Exactly reproduce the line containing "let writer = PatchWriter::new(options.dry_run);" together with every line after it, through the end of the entries, and give nothing more.

━━━ WORKING DATA

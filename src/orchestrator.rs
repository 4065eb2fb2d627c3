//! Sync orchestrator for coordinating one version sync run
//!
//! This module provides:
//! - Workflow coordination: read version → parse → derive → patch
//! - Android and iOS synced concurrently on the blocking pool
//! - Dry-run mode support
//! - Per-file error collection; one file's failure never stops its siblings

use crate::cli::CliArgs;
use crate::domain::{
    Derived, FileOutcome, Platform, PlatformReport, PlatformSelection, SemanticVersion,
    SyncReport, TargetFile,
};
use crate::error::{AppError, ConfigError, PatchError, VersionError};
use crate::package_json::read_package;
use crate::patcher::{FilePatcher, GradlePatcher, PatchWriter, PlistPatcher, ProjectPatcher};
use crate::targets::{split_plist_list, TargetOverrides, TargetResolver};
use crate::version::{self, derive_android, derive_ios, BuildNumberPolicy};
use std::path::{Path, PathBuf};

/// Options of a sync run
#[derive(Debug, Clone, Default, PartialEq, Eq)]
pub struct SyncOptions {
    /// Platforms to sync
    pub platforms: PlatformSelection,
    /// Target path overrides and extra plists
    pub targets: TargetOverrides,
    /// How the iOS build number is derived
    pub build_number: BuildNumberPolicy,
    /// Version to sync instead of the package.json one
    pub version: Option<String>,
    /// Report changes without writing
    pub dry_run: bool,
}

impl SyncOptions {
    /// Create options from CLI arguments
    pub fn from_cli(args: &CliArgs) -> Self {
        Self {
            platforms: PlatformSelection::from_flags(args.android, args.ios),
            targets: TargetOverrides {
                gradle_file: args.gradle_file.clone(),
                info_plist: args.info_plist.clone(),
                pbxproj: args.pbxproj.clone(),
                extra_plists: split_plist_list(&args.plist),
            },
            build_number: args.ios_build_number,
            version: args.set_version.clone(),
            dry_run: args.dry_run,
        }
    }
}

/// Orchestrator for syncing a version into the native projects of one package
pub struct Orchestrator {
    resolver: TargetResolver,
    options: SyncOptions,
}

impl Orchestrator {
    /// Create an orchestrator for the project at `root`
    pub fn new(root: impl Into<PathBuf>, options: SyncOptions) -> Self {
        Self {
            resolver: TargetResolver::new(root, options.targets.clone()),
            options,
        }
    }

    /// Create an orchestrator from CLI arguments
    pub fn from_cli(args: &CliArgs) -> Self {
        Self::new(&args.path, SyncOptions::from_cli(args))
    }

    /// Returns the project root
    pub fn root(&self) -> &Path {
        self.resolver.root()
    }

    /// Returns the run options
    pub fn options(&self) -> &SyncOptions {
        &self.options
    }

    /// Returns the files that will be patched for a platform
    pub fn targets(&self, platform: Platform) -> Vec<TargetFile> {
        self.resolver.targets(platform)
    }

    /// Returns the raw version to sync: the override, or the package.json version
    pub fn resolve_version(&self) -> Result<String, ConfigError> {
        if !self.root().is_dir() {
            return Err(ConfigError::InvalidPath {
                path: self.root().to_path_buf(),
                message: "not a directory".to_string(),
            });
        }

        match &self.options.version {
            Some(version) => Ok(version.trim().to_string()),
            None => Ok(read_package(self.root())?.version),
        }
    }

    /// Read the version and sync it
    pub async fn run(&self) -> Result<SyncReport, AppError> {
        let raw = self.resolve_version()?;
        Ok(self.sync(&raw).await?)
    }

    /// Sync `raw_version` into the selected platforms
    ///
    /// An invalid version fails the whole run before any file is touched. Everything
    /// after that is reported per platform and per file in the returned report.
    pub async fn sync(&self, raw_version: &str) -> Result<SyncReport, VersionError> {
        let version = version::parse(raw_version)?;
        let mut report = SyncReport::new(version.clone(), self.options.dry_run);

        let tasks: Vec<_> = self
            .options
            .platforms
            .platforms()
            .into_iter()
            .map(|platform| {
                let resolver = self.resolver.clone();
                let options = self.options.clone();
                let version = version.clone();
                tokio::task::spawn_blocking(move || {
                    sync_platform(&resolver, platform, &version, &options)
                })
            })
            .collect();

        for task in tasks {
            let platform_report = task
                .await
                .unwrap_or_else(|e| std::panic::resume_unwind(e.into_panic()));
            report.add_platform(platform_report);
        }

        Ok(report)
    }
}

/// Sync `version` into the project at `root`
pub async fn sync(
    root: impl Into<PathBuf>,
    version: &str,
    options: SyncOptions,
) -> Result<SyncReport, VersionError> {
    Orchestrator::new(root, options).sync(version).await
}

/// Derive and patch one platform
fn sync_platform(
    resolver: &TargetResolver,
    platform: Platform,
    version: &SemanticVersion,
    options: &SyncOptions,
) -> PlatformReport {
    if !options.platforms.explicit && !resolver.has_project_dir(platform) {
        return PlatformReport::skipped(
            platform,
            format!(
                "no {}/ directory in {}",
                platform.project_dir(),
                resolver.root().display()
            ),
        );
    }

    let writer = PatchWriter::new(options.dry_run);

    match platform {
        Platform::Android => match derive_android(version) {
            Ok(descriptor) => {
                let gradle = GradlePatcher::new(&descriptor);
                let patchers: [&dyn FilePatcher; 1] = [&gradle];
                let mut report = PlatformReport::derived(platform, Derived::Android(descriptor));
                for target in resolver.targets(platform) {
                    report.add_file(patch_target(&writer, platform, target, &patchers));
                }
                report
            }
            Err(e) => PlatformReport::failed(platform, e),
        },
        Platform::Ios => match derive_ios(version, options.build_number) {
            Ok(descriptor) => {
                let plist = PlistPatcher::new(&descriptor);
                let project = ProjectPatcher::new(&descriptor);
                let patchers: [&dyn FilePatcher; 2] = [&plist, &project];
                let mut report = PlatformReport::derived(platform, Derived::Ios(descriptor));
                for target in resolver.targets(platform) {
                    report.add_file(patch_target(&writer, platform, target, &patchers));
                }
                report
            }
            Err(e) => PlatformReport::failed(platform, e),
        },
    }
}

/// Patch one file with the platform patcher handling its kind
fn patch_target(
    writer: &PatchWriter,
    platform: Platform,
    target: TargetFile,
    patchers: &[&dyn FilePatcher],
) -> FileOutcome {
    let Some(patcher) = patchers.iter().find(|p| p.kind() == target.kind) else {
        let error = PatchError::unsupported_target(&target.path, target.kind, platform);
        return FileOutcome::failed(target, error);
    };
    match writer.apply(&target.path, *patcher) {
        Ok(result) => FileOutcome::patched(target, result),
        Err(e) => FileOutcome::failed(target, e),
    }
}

━━━━━━

## WORKED SOLUTION
    let writer = PatchWriter::new(options.dry_run);

    match platform {
        Platform::Android => match derive_android(version) {
            Ok(descriptor) => {
                let gradle = GradlePatcher::new(&descriptor);
                let patchers: [&dyn FilePatcher; 1] = [&gradle];
                let mut report = PlatformReport::derived(platform, Derived::Android(descriptor));
                for target in resolver.targets(platform) {
                    report.add_file(patch_target(&writer, platform, target, &patchers));
                }
                report
            }
            Err(e) => PlatformReport::failed(platform, e),
        },
        Platform::Ios => match derive_ios(version, options.build_number) {
            Ok(descriptor) => {
                let plist = PlistPatcher::new(&descriptor);
                let project = ProjectPatcher::new(&descriptor);
                let patchers: [&dyn FilePatcher; 2] = [&plist, &project];
                let mut report = PlatformReport::derived(platform, Derived::Ios(descriptor));
                for target in resolver.targets(platform) {
                    report.add_file(patch_target(&writer, platform, target, &patchers));
                }
                report
            }
            Err(e) => PlatformReport::failed(platform, e),
        },
    }
}

/// Patch one file with the platform patcher handling its kind
fn patch_target(
    writer: &PatchWriter,
    platform: Platform,
    target: TargetFile,
    patchers: &[&dyn FilePatcher],
) -> FileOutcome {
    let Some(patcher) = patchers.iter().find(|p| p.kind() == target.kind) else {
        let error = PatchError::unsupported_target(&target.path, target.kind, platform);
        return FileOutcome::failed(target, error);
    };
    match writer.apply(&target.path, *patcher) {
        Ok(result) => FileOutcome::patched(target, result),
        Err(e) => FileOutcome::failed(target, e),
    }
}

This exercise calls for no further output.